The Civil Rights Act under which this action was filed provides as follows:

Every person who, under color of [state law] . . . subjects, or causes to be subjected, any citizen of the United States . . . to the deprivation of any rights, privileges, or immunities secured by the Constitution . . . shall be liable to the party injured in an action at law, suit in equity, or other proper proceeding for redress.
42 U.S.C. § 1983. The statute requires that there be an actual connection or link between the actions of the defendants and the deprivation alleged to have been suffered by plaintiff. See Monell v. Department of Social Servs., 436 U.S. 658 (1978) (“Congress did not intend § 1983 liability to attach where . . . causation [is] absent.”); Rizzo v. Goode, 423 U.S. 362 (1976) (no affirmative link between the incidents of police misconduct and the adoption of any plan or policy demonstrating their authorization or approval of such misconduct). “A person ‘subjects' another to the deprivation of a constitutional right, within the meaning of § 1983, if he does an affirmative act, participates in another's affirmative acts or omits to perform an act which he is legally required to do that causes the deprivation of which complaint is made.” Johnson v. Duffy, 588 F.2d 740, 743 (9th Cir. 1978).

Moreover, supervisory personnel are generally not liable under § 1983 for the actions of their employees under a theory of respondeat superior and, therefore, when a named defendant holds a supervisorial position, the causal link between him and the claimed constitutional violation must be specifically alleged. See Fayle v. Stapley, 607 F.2d 858, 862 (9th Cir. 1979) (no liability where there is no allegation of personal participation); Mosher v. Saalfeld, 589 F.2d 438, 441 (9th Cir. 1978) (no liability where there is no evidence of personal participation), cert. denied, 442 U.S. 941 (1979). Vague and conclusory allegations concerning the involvement of official personnel in civil rights violations are not sufficient. See Ivey v. Board of Regents, 673 F.2d 266, 268 (9th Cir. 1982) (complaint devoid of specific factual allegations of personal participation is insufficient).

Defendants Gibson and Covello are dismissed because they are not linked to any alleged deprivations.

If plaintiff chooses to amend the complaint, plaintiff must demonstrate how the conditions about which he complains resulted in a deprivation of plaintiff's constitutional rights. See, e.g., West v. Atkins, 487 U.S. 42, 48 (1988). Also, the complaint must allege in specific terms how each named defendant is involved. Rizzo v.

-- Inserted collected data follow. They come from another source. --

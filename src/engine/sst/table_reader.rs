use std::sync::{Arc, Mutex};
use bytes::Bytes;
use log::{debug, info};
use crate::DBError;
use crate::engine::monitoring::perf_context::perf_counter_add;
use crate::engine::sst::block::{
    DataBlock, FilterBlockLoader, FilterPolicy, FullFilterBlockReader, IndexBlock, ParsedFullFilterBlock,
    SliceTransform,
};
use crate::engine::sst::format::{block_in_range, verify_block_trailer, BlockHandle, Footer};
use crate::engine::sst::iterator::{
    new_error_internal_iterator, new_two_level_iterator, DataBlockIter, InternalIterator,
};
use crate::engine::sst::multiget::MultiGetRange;
use crate::util::{ReadOptions, TableOptions};

/// 从 table image 里读 filter block
///
/// use_cache 时带一个单槽 cache：命中直接返回；未命中读 image，
/// 只有 `read_options.fill_cache` 为 true 才把结果放进 cache。
pub struct TableFilterLoader {
    image: Bytes,
    handle: BlockHandle,
    policy: Arc<dyn FilterPolicy>,
    use_cache: bool,
    cached: Mutex<Option<Arc<ParsedFullFilterBlock>>>,
}

impl TableFilterLoader {
    pub fn new(image: Bytes, handle: BlockHandle, policy: Arc<dyn FilterPolicy>, use_cache: bool) -> Self {
        Self {
            image,
            handle,
            policy,
            use_cache,
            cached: Mutex::new(None),
        }
    }

    pub fn is_cached(&self) -> bool {
        self.cached.lock().unwrap().is_some()
    }
}

impl FilterBlockLoader for TableFilterLoader {
    fn load(&self, read_options: &ReadOptions) -> Result<Arc<ParsedFullFilterBlock>, DBError> {
        if self.use_cache {
            if let Some(block) = self.cached.lock().unwrap().as_ref() {
                return Ok(Arc::clone(block));
            }
        }

        let contents = read_block_contents(&self.image, &self.handle, read_options.verify_checksums)?;
        let block = Arc::new(ParsedFullFilterBlock::new(self.policy.as_ref(), contents));
        if self.use_cache && read_options.fill_cache {
            *self.cached.lock().unwrap() = Some(Arc::clone(&block));
        }
        Ok(block)
    }
}

/// 校验（可选）并切出 block 内容，和 image 共享内存
fn read_block_contents(image: &Bytes, handle: &BlockHandle, verify_checksums: bool) -> Result<Bytes, DBError> {
    if !block_in_range(image.len(), handle) {
        return Err(DBError::Corruption(format!("block {handle} out of file range")));
    }
    if verify_checksums {
        verify_block_trailer(image, handle)?;
    }
    perf_counter_add!(block_read_count, 1);
    let start = handle.offset as usize;
    Ok(image.slice(start..start + handle.size as usize))
}

struct Rep {
    image: Bytes,
    footer: Footer,
    index_block: IndexBlock,
    filter: Option<FullFilterBlockReader>,
    prefix_extractor: Option<Arc<dyn SliceTransform>>,
}

impl Rep {
    fn read_data_block(&self, handle: &BlockHandle, read_options: &ReadOptions) -> Result<Arc<DataBlock>, DBError> {
        let contents = read_block_contents(&self.image, handle, read_options.verify_checksums)?;
        Ok(Arc::new(DataBlock::from_bytes(contents)?))
    }

    /// 越界的 handle 视为 block 不存在；读或解析失败变成 error iterator
    fn block_iterator(&self, handle: &BlockHandle, read_options: &ReadOptions) -> Option<Box<dyn InternalIterator>> {
        if !block_in_range(self.image.len(), handle) {
            return None;
        }
        match self.read_data_block(handle, read_options) {
            Ok(block) => Some(Box::new(DataBlockIter::new(block))),
            Err(e) => {
                debug!("failed to read data block {handle}: {e}");
                Some(new_error_internal_iterator(e))
            }
        }
    }
}

/// 只读的 block based table，可以在多个 iterator 之间共享
#[derive(Clone)]
pub struct BlockBasedTable {
    rep: Arc<Rep>,
}

impl BlockBasedTable {
    pub fn open(image: Bytes, options: &TableOptions) -> Result<Self, DBError> {
        options.validate()?;
        if image.len() < Footer::ENCODED_LEN {
            return Err(DBError::Corruption(format!("file too short ({} bytes) to be a table", image.len())));
        }
        let footer = Footer::decode(&image[image.len() - Footer::ENCODED_LEN..])?;

        let index_contents = read_block_contents(&image, &footer.index_handle, true)?;
        let index_block = IndexBlock::from_bytes(index_contents)?;

        let filter = if footer.filter_handle.size > 0 {
            let loader = Arc::new(TableFilterLoader::new(
                image.clone(),
                footer.filter_handle,
                options.filter_policy(),
                options.cache_filter_block,
            ));
            FullFilterBlockReader::create(
                loader,
                &ReadOptions::default(),
                options.whole_key_filtering,
                options.cache_filter_block,
                options.pin_filter_block,
                options.pin_filter_block,
            )
        } else {
            None
        };

        info!(
            "opened table: {} bytes, index {} bytes, filter {}",
            image.len(),
            index_block.size(),
            if filter.is_some() { "present" } else { "absent" }
        );

        Ok(Self {
            rep: Arc::new(Rep {
                image,
                footer,
                index_block,
                filter,
                prefix_extractor: options.prefix_extractor()?,
            }),
        })
    }

    pub fn footer(&self) -> &Footer {
        &self.rep.footer
    }

    pub fn filter(&self) -> Option<&FullFilterBlockReader> {
        self.rep.filter.as_ref()
    }

    pub fn new_iterator(&self, read_options: ReadOptions) -> Box<dyn InternalIterator> {
        let rep = Arc::clone(&self.rep);
        let state = move |handle: &BlockHandle| -> Option<Box<dyn InternalIterator>> {
            rep.block_iterator(handle, &read_options)
        };
        new_two_level_iterator(Box::new(state), Box::new(self.rep.index_block.iter()))
    }

    /// whole key filtering 打开时查 whole key，否则在 domain 内时查 prefix
    fn full_filter_key_may_match(&self, key: &[u8], read_options: &ReadOptions) -> bool {
        let Some(filter) = &self.rep.filter else {
            return true;
        };
        if filter.whole_key_filtering() {
            return filter.key_may_match(key, read_options);
        }
        match &self.rep.prefix_extractor {
            Some(p) if p.in_domain(key) => filter.prefix_may_match(p.transform(key), read_options),
            _ => true,
        }
    }

    /// key 所在的 prefix 是否可能出现在这个 table 里
    pub fn prefix_may_match(&self, key: &[u8], read_options: &ReadOptions) -> bool {
        let (Some(filter), Some(p)) = (&self.rep.filter, &self.rep.prefix_extractor) else {
            return true;
        };
        if !p.in_domain(key) {
            return true;
        }
        filter.prefix_may_match(p.transform(key), read_options)
    }

    pub fn get(&self, key: &[u8], read_options: &ReadOptions) -> Result<Option<Vec<u8>>, DBError> {
        if !self.full_filter_key_may_match(key, read_options) {
            return Ok(None);
        }

        let mut iter = self.new_iterator(*read_options);
        iter.seek(key);
        iter.status()?;
        if iter.valid() && iter.key() == key {
            return Ok(Some(iter.value().to_vec()));
        }
        Ok(None)
    }

    /// 批量点查，结果和 keys 一一对应
    pub fn multi_get(&self, keys: &[&[u8]], read_options: &ReadOptions) -> Result<Vec<Option<Vec<u8>>>, DBError> {
        let mut range = MultiGetRange::new(keys);
        if let Some(filter) = &self.rep.filter {
            if filter.whole_key_filtering() {
                filter.keys_may_match(&mut range, read_options);
            } else if let Some(p) = &self.rep.prefix_extractor {
                filter.prefixes_may_match(&mut range, p.as_ref(), read_options);
            }
        }
        debug!("multi_get: {} of {} keys left after filter", range.num_remaining(), range.len());

        let mut results = vec![None; range.len()];
        let mut iter = self.new_iterator(*read_options);
        for (i, key) in range.iter() {
            iter.seek(key);
            iter.status()?;
            if iter.valid() && iter.key() == key {
                results[i] = Some(iter.value().to_vec());
            }
        }
        Ok(results)
    }

    pub fn approximate_memory_usage(&self) -> usize {
        let filter_usage = self
            .rep
            .filter
            .as_ref()
            .map_or(0, |f| f.approximate_memory_usage());
        self.rep.index_block.size() + filter_usage
    }
}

Goode, 423 U.S. 362, 371 (1976). There can be no liability under 42 U.S.C. § 1983 unless there is some affirmative link or connection between a defendant's actions and the claimed deprivation. Rizzo, 423 U.S. at 371; May v. Enomoto, 633 F.2d 164, 167 (9th Cir. 1980). Furthermore, vague and conclusory allegations of official participation in civil rights violations are not sufficient. Ivey v. Bd. of Regents, 673 F.2d 266, 268 (9th Cir. 1982).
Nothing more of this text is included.